■ **DIRECTIONS FOR THIS TASK**: From the line that includes "if let Some(pattern)" to the last line of the data, quote each line precisely; both boundary lines belong in the answer.

[Data excerpts]
○ ○ ○

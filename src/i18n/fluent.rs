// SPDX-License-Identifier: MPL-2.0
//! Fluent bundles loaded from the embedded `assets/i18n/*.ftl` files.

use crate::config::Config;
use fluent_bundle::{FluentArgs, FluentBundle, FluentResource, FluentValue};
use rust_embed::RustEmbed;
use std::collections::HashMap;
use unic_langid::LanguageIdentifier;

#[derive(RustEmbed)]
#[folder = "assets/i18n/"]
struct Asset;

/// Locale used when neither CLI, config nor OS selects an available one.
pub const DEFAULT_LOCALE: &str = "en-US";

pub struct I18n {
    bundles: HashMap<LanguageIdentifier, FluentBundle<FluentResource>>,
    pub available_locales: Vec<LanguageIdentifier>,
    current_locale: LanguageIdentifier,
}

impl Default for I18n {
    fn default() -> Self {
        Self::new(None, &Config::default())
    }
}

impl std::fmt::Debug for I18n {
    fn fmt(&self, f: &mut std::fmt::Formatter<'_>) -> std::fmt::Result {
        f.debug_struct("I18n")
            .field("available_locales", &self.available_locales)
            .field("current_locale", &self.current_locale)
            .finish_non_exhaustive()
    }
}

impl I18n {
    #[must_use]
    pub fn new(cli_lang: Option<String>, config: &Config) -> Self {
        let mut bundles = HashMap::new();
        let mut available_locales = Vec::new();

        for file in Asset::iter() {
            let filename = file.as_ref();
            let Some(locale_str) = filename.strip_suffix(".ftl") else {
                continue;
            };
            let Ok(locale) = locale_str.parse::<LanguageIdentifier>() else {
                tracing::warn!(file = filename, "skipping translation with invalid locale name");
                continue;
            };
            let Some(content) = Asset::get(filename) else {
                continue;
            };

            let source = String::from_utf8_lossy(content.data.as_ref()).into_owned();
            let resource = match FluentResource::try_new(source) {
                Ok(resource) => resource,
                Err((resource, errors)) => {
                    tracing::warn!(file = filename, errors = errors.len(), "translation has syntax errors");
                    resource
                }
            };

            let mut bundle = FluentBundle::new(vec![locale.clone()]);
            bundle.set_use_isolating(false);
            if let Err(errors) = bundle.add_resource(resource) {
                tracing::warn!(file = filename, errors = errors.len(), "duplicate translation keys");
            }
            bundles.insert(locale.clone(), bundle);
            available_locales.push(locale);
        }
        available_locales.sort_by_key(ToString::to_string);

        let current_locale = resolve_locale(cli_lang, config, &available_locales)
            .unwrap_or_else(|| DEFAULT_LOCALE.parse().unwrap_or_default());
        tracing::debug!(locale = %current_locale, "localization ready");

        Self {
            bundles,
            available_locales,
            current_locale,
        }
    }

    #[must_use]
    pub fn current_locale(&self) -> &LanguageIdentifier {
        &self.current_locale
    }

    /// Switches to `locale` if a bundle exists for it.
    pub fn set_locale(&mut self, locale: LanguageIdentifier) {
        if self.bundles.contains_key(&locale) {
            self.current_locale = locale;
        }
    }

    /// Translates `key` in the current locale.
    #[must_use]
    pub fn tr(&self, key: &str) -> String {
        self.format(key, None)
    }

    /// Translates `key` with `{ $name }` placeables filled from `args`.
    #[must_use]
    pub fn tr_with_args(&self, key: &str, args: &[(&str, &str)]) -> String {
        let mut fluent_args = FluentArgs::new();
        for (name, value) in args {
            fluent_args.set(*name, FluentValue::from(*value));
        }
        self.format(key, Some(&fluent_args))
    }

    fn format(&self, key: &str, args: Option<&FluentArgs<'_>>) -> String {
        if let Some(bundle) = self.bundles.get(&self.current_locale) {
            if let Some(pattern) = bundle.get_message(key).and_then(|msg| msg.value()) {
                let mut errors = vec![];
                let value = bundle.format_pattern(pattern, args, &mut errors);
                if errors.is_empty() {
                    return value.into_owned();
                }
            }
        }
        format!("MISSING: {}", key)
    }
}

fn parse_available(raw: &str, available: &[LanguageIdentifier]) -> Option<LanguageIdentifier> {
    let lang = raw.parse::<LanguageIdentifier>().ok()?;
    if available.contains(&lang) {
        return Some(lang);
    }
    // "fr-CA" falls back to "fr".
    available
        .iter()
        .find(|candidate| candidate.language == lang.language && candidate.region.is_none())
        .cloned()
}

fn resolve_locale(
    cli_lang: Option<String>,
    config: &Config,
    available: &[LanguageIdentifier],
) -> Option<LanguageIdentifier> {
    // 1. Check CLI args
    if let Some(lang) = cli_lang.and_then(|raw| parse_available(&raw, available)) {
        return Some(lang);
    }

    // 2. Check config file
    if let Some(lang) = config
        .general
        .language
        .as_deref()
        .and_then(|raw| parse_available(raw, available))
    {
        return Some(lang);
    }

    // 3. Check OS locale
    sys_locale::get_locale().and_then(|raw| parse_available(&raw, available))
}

○ ○ ○

■ **THE COMPLETED TASK**:
            if let Some(pattern) = bundle.get_message(key).and_then(|msg| msg.value()) {
                let mut errors = vec![];
                let value = bundle.format_pattern(pattern, args, &mut errors);
                if errors.is_empty() {
                    return value.into_owned();
                }
            }
        }
        format!("MISSING: {}", key)
    }
}

fn parse_available(raw: &str, available: &[LanguageIdentifier]) -> Option<LanguageIdentifier> {
    let lang = raw.parse::<LanguageIdentifier>().ok()?;
    if available.contains(&lang) {
        return Some(lang);
    }
    // "fr-CA" falls back to "fr".
    available
        .iter()
        .find(|candidate| candidate.language == lang.language && candidate.region.is_none())
        .cloned()
}

fn resolve_locale(
    cli_lang: Option<String>,
    config: &Config,
    available: &[LanguageIdentifier],
) -> Option<LanguageIdentifier> {
    // 1. Check CLI args
    if let Some(lang) = cli_lang.and_then(|raw| parse_available(&raw, available)) {
        return Some(lang);
    }

    // 2. Check config file
    if let Some(lang) = config
        .general
        .language
        .as_deref()
        .and_then(|raw| parse_available(raw, available))
    {
        return Some(lang);
    }

    // 3. Check OS locale
    sys_locale::get_locale().and_then(|raw| parse_available(&raw, available))
}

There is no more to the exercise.